I’m in a particular busy season. I find that as my schedule increases, my worship tends to decrease. I usually don’t even recognize this until I am in a corporate worship environment and realize how much I’m being refreshed.
Worship is a natural part of my spiritual DNA, so it seems like worship should just ooze out, right? Well, sometimes.
Breathing is also a natural part of my DNA. My body is designed in such a way that 99% of the time I never think about the breath I’m inhaling. But sometimes I need to take control. I need an extra sigh, or I’ve held my breath under water and now I need a new supply of oxygen.
Worship is the same way. 99% of the time I never think about it, I just worship. But sometimes I need an extra breath of worship, or I’ve been holding my worship breath too long and the old worship just isn’t enough to sustain life. In these moments, I need to spiritually inhale–and it usually doesn’t come naturally. I have to find a way to work it in.
I think too often my schedule causes me to hold my spiritual breath. I run, run, run from one meeting to another, or one event to another, or one crisis to another. During those moments I don’t worship. I don’t inhale a new breath from God. I’m relying on something from last month, or last week, or yesterday. That breath is fine for a moment, but it soon loses nourishment. I have to breath again. I have to inhale. I have to worship.
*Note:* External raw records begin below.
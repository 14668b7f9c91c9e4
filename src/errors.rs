// src/errors.rs

//! Crate-wide error aliases and helpers.
//!
//! These cover everything *around* an invocation (config, request
//! validation, IO). Failures of the external tool itself are never errors;
//! they are reported as [`crate::exec::ExecutionOutcome::Failure`] values.

use thiserror::Error;

#[derive(Error, Debug)]
pub enum TransitError {
    #[error("Configuration error: {0}")]
    ConfigError(String),

    #[error("Invalid request: {0}")]
    InvalidRequest(String),

    #[error("IO error: {0}")]
    IoError(#[from] std::io::Error),

    #[error("TOML parsing error: {0}")]
    TomlError(#[from] toml::de::Error),
}

pub type Result<T> = std::result::Result<T, TransitError>;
If you’re there with me, can I just encourage you to pause? Right now. Pause. Worship. Put everything else on the calendar aside. Inhale. Draw in the life-sustaining breath of God through worship. You’ll feel better. You’ll feel life.
Today I’ll join you. Today I’m going to inhale.
How do you manage to worship through your busy seasons?
l_mantey says
These days, Rob, I am not really busy…I have blood draws and doc visits, etc., but for me personally, I must have time in the morning before the day crowds out spending time with the Lord…and for me, spending time with the Lord, praying and reading through His Word, is my time of worship. Even when all three of my kids were homeschooled, I HAD to get up at least an hour before they would hit the floor because I MUST have that time with the Lord.
I’ve had one season where I didn’t have that morning time….I had to go work out or work on some research I was doing for a friend, or walk Escher, my Boxer…..but in that season I saw myself moving away from the Father and letting other things become more important.
Since my brain surgery in September, I have returned to my first Love, and again, spending time with HIM is the most important time of my day.